Many Bachelor's and Master's students are familiar with the procedure: Before accepting a topic for the term paper, the professor asks for a prospectus, an exposé that describes the basic structure and plan behind the paper. What are the questions the paper is trying to answer, what is the theoretical approach, and what sources will be exploited for it? In principle, a dissertation exposé is exactly the same thing - with the important exception that you are not laying out the plan for a short paper, which can be fully completed within a few weeks. It is therefore critical to proceed as carefully as possible. Your readers are experienced academics that not only evaluate the relevance of your proposal but also its feasibility. Approach the exposé as systematically as possible so as not to forget any of the essential parts and seek out help from professors or other experienced academics. Try to find out if your department lets you consult older dissertation proposals and look for online resources that can help you write your own. The following components should not be missing in any dissertation exposé.
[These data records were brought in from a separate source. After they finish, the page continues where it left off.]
//! Core types and algorithms for Monnify integrations.
//!
//! This crate provides the pieces shared by the outbound client and the
//! inbound webhook receiver:
//!
//! - **Signatures**: `sign`, `verify`, `SignatureVerifier`, `Signer`
//! - **Events**: `EventKind`, `VerificationOutcome`, mandatory field checks
//! - **Processor values**: `AuthMode`, `PaymentMethod`, `OnFailureValidate`
//!
//! # Webhook signatures
//!
//! Webhooks are signed with HMAC-SHA512 over the raw request body using the
//! merchant's secret key. Verification never fails with an error: a mismatch
//! is reported as [`VerificationOutcome::Invalid`] so the caller can decide
//! what to do with forged or replayed deliveries.

#![forbid(unsafe_code)]
#![warn(missing_docs)]
#![warn(clippy::all)]
#![warn(clippy::pedantic)]

pub mod error;
pub mod event;
pub mod payment;
pub mod signature;

pub use error::{MonnifyError, Result};
pub use event::{extract_fields, event_type, EventKind, VerificationOutcome, EVENT_DATA_KEY};
pub use payment::{AuthMode, OnFailureValidate, PaymentMethod};
pub use signature::{
    constant_time_eq, sign, transaction_hash, verify, verify_transaction_hash, HmacSha512Signer,
    SignatureVerifier, Signer, SIGNATURE_HEADER,
};
//! Raw HTTP access to the Monnify API.
//!
//! [`Gateway`] builds endpoint URLs, attaches the requested credentials,
//! sends the request and hands back the status and decoded JSON. It knows
//! nothing about token lifetimes; [`crate::TokenCache`] sits on top of it.

use std::time::Duration;

use async_trait::async_trait;
use reqwest::{Client, Method, Url};
use serde::de::DeserializeOwned;
use serde_json::Value;

use crate::config::ClientConfig;
use crate::error::ClientError;
use crate::token::TokenIssuer;
use crate::types::{upstream_failure, AccessGrant, ApiResponse};

/// Login endpoint, relative to the base URL.
pub const LOGIN_PATH: &[&str] = &["api", "v1", "auth", "login"];

/// Credentials to attach to one request.
#[derive(Clone)]
pub enum Authorization {
    /// Basic auth with the configured API key and secret key.
    Basic,
    /// A bearer token.
    Bearer(String),
}

impl std::fmt::Debug for Authorization {
    fn fmt(&self, f: &mut std::fmt::Formatter<'_>) -> std::fmt::Result {
        match self {
            Self::Basic => f.write_str("Basic"),
            Self::Bearer(_) => f.write_str("Bearer(<redacted>)"),
        }
    }
}

/// A request to a processor endpoint.
#[derive(Debug, Clone)]
pub struct GatewayRequest {
    method: Method,
    segments: Vec<String>,
    query: Vec<(String, String)>,
    body: Option<Value>,
}

impl GatewayRequest {
    /// Create a request for the given path segments.
    ///
    /// Segments are percent-encoded individually, so references containing
    /// `|` or `/` stay within one segment.
    #[must_use]
    pub fn new(method: Method, segments: &[&str]) -> Self {
        Self {
            method,
            segments: segments.iter().map(ToString::to_string).collect(),
            query: Vec::new(),
            body: None,
        }
    }

    /// A `GET` request.
    #[must_use]
    pub fn get(segments: &[&str]) -> Self {
        Self::new(Method::GET, segments)
    }

    /// A `POST` request.
    #[must_use]
    pub fn post(segments: &[&str]) -> Self {
        Self::new(Method::POST, segments)
    }

    /// Append a query parameter.
    #[must_use]
    pub fn query(mut self, key: impl Into<String>, value: impl Into<String>) -> Self {
        self.query.push((key.into(), value.into()));
        self
    }

    /// Attach a JSON body.
    #[must_use]
    pub fn json(mut self, body: Value) -> Self {
        self.body = Some(body);
        self
    }

    /// The HTTP method.
    #[must_use]
    pub fn method(&self) -> &Method {
        &self.method
    }
}

/// Status and decoded body of a processor response.
#[derive(Debug, Clone)]
pub struct GatewayResponse {
    /// HTTP status code.
    pub status: u16,
    /// Decoded body (`Null` when empty or not JSON).
    pub json: Value,
}

impl GatewayResponse {
    /// Whether the status is 2xx.
    #[must_use]
    pub fn is_success(&self) -> bool {
        (200..300).contains(&self.status)
    }

    /// Decode `responseBody`, or turn a non-success status into an error.
    ///
    /// # Errors
    ///
    /// Returns [`ClientError::Upstream`] for non-2xx statuses and
    /// [`ClientError::Serialization`] when the envelope does not match `T`.
    pub fn into_body<T: DeserializeOwned>(self) -> Result<T, ClientError> {
        if !self.is_success() {
            return Err(upstream_failure(self.status, &self.json));
        }

        let envelope: ApiResponse<T> = serde_json::from_value(self.json)?;
        Ok(envelope.response_body)
    }
}

/// HTTP collaborator for the Monnify API.
#[derive(Clone)]
pub struct Gateway {
    client: Client,
    base_url: Url,
    api_key: String,
    secret_key: String,
}

impl Gateway {
    /// Create a gateway from client configuration.
    ///
    /// # Errors
    ///
    /// Returns an error if the base URL is invalid or the HTTP client cannot
    /// be built.
    pub fn new(config: &ClientConfig) -> Result<Self, ClientError> {
        let base_url = Url::parse(&config.base_url)
            .map_err(|e| ClientError::InvalidUrl(format!("{}: {e}", config.base_url)))?;
        if base_url.cannot_be_a_base() {
            return Err(ClientError::InvalidUrl(config.base_url.clone()));
        }

        let client = Client::builder()
            .timeout(Duration::from_secs(config.timeout_seconds))
            .build()?;

        Ok(Self {
            client,
            base_url,
            api_key: config.api_key.clone(),
            secret_key: config.secret_key.clone(),
        })
    }

    /// Resolve the full URL of a request.
    ///
    /// # Errors
    ///
    /// Returns [`ClientError::InvalidUrl`] if the base URL cannot take path segments.
    pub fn endpoint(&self, request: &GatewayRequest) -> Result<Url, ClientError> {
        let mut url = self.base_url.clone();
        url.path_segments_mut()
            .map_err(|()| ClientError::InvalidUrl(self.base_url.to_string()))?
            .pop_if_empty()
            .extend(&request.segments);

        if !request.query.is_empty() {
            url.query_pairs_mut().extend_pairs(&request.query);
        }

        Ok(url)
    }

    /// Send a request with the given credentials.
    ///
    /// Non-success statuses are returned as data; use
    /// [`GatewayResponse::into_body`] to turn them into errors.
    ///
    /// # Errors
    ///
    /// Returns [`ClientError::Http`] if no response was received.
    pub async fn send(
        &self,
        request: GatewayRequest,
        auth: Authorization,
    ) -> Result<GatewayResponse, ClientError> {
        let url = self.endpoint(&request)?;

        tracing::debug!(
            method = %request.method,
            path = %url.path(),
            auth = ?auth,
            "Sending Monnify request"
        );

        let mut builder = self.client.request(request.method, url);
        builder = match auth {
            Authorization::Basic => builder.basic_auth(&self.api_key, Some(&self.secret_key)),
            Authorization::Bearer(token) => builder.bearer_auth(token),
        };
        if let Some(body) = &request.body {
            builder = builder.json(body);
        }

        let response = builder.send().await?;
        let status = response.status().as_u16();
        let bytes = response.bytes().await?;
        let json = serde_json::from_slice(&bytes).unwrap_or(Value::Null);

        if !(200..300).contains(&status) {
            tracing::debug!(status, "Monnify request returned non-success status");
        }

        Ok(GatewayResponse { status, json })
    }
}

#[async_trait]
impl TokenIssuer for Gateway {
    async fn login(&self) -> Result<AccessGrant, ClientError> {
        self.send(GatewayRequest::post(LOGIN_PATH), Authorization::Basic)
            .await?
            .into_body()
    }
}

impl std::fmt::Debug for Gateway {
    fn fmt(&self, f: &mut std::fmt::Formatter<'_>) -> std::fmt::Result {
        f.debug_struct("Gateway")
            .field("base_url", &self.base_url.as_str())
            .field("api_key", &self.api_key)
            .finish_non_exhaustive()
    }
}
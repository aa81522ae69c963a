//! Client configuration.

use std::fmt;

use crate::error::ClientError;

/// Default sandbox base URL.
pub const DEFAULT_BASE_URL: &str = "https://sandbox.monnify.com";

/// Connection settings and credentials for the Monnify API.
#[derive(Clone)]
pub struct ClientConfig {
    /// API base URL without a trailing slash.
    pub base_url: String,
    /// API key (basic-auth username).
    pub api_key: String,
    /// Secret key (basic-auth password and webhook HMAC key).
    pub secret_key: String,
    /// Wallet used for disbursement queries.
    pub wallet_id: Option<String>,
    /// Per-request timeout in seconds (default: 30).
    pub timeout_seconds: u64,
}

impl ClientConfig {
    /// Create a configuration with the default timeout and no wallet.
    #[must_use]
    pub fn new(
        base_url: impl Into<String>,
        api_key: impl Into<String>,
        secret_key: impl Into<String>,
    ) -> Self {
        Self {
            base_url: base_url.into().trim_end_matches('/').to_string(),
            api_key: api_key.into(),
            secret_key: secret_key.into(),
            wallet_id: None,
            timeout_seconds: 30,
        }
    }

    /// Set the wallet used for disbursement queries.
    #[must_use]
    pub fn with_wallet_id(mut self, wallet_id: impl Into<String>) -> Self {
        self.wallet_id = Some(wallet_id.into());
        self
    }

    /// Set the per-request timeout.
    #[must_use]
    pub const fn with_timeout_seconds(mut self, timeout_seconds: u64) -> Self {
        self.timeout_seconds = timeout_seconds;
        self
    }

    /// Check that the credentials are usable.
    ///
    /// # Errors
    ///
    /// Returns [`ClientError::Configuration`] if the API key or secret key is empty.
    pub fn validate(&self) -> Result<(), ClientError> {
        if self.api_key.is_empty() {
            return Err(ClientError::Configuration("API key is empty".into()));
        }
        if self.secret_key.is_empty() {
            return Err(ClientError::Configuration("secret key is empty".into()));
        }
        Ok(())
    }
}

impl fmt::Debug for ClientConfig {
    fn fmt(&self, f: &mut fmt::Formatter<'_>) -> fmt::Result {
        f.debug_struct("ClientConfig")
            .field("base_url", &self.base_url)
            .field("api_key", &self.api_key)
            .field("secret_key", &"<redacted>")
            .field("wallet_id", &self.wallet_id)
            .field("timeout_seconds", &self.timeout_seconds)
            .finish()
    }
}
//! Verified webhook notifications and the bus that carries them.
//!
//! Every accepted delivery is published, valid or not. Subscribers decide
//! what an `Invalid` outcome means for them.

use std::sync::Arc;

use bytes::Bytes;
use chrono::{DateTime, Utc};
use monnify_core::{EventKind, VerificationOutcome};
use serde_json::{Map, Value};
use tokio::sync::broadcast;
use uuid::Uuid;

/// Default number of notifications buffered per subscriber.
pub const DEFAULT_BUS_CAPACITY: usize = 256;

/// An inbound delivery after parsing and field validation.
#[derive(Debug, Clone)]
pub struct WebhookEnvelope {
    /// Identifier assigned on receipt.
    pub delivery_id: Uuid,
    /// Route the delivery arrived on.
    pub kind: EventKind,
    /// Exact bytes the signature was computed over.
    pub raw_body: Bytes,
    /// The `monnify-signature` header, if sent.
    pub signature: Option<String>,
    /// Processor `eventType` tag (typed routes only).
    pub event_type: Option<String>,
    /// Event fields: the body for legacy callbacks, `eventData` otherwise.
    pub fields: Map<String, Value>,
    /// Time of receipt.
    pub received_at: DateTime<Utc>,
}

impl WebhookEnvelope {
    /// A field as a string, if present and a string.
    #[must_use]
    pub fn field_str(&self, name: &str) -> Option<&str> {
        self.fields.get(name).and_then(Value::as_str)
    }

    /// The processor's transaction reference.
    #[must_use]
    pub fn transaction_reference(&self) -> Option<&str> {
        self.field_str("transactionReference")
    }
}

/// A delivery together with the result of signature verification.
#[derive(Debug, Clone)]
pub struct WebhookNotification {
    /// The delivery.
    pub envelope: Arc<WebhookEnvelope>,
    /// Whether the signature matched.
    pub outcome: VerificationOutcome,
}

impl WebhookNotification {
    /// Whether the signature matched.
    #[must_use]
    pub const fn is_valid(&self) -> bool {
        self.outcome.is_valid()
    }

    /// Route the delivery arrived on.
    #[must_use]
    pub fn kind(&self) -> EventKind {
        self.envelope.kind
    }

    /// Identifier assigned on receipt.
    #[must_use]
    pub fn delivery_id(&self) -> Uuid {
        self.envelope.delivery_id
    }
}

/// Fan-out channel for webhook notifications.
#[derive(Debug, Clone)]
pub struct EventBus {
    tx: broadcast::Sender<WebhookNotification>,
}

impl EventBus {
    /// Create a bus buffering up to `capacity` notifications per subscriber.
    ///
    /// # Panics
    ///
    /// Panics if `capacity` is zero.
    #[must_use]
    pub fn new(capacity: usize) -> Self {
        let (tx, _) = broadcast::channel(capacity);
        Self { tx }
    }

    /// Receive every notification published after this call.
    #[must_use]
    pub fn subscribe(&self) -> broadcast::Receiver<WebhookNotification> {
        self.tx.subscribe()
    }

    /// Publish a notification, returning how many subscribers will see it.
    pub fn publish(&self, notification: WebhookNotification) -> usize {
        let delivery_id = notification.delivery_id();
        match self.tx.send(notification) {
            Ok(receivers) => receivers,
            Err(_) => {
                tracing::debug!(%delivery_id, "No subscribers for webhook notification");
                0
            }
        }
    }

    /// Number of live subscribers.
    #[must_use]
    pub fn subscriber_count(&self) -> usize {
        self.tx.receiver_count()
    }
}

impl Default for EventBus {
    fn default() -> Self {
        Self::new(DEFAULT_BUS_CAPACITY)
    }
}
The topic: This is where you define the objectives and the guiding questions you are trying to answer in your project. Whether you are dealing with political resistance in Franco's Spain or the synthesis of metal oxide materials - when it comes to the legitimization of the topic the key issues are almost always the same. Besides setting the thematic boundaries of your project you need to explain how your work relates to the existing research and describe its current relevance within the academic world. In other words, you need to explain where you see the knowledge gap and why right now is the right time to close that gap. Depending on your field, you may also need to develop hypotheses on the potential outcomes of your study in the dissertation proposal. Remember: Always align your exposé with the research specialties of the graduate school that you are applying to. Your application will only be successful if your project fits into the graduate school's program. It is also important to work according to academic standards right away, i.e. to include footnotes or reference sources in parentheses.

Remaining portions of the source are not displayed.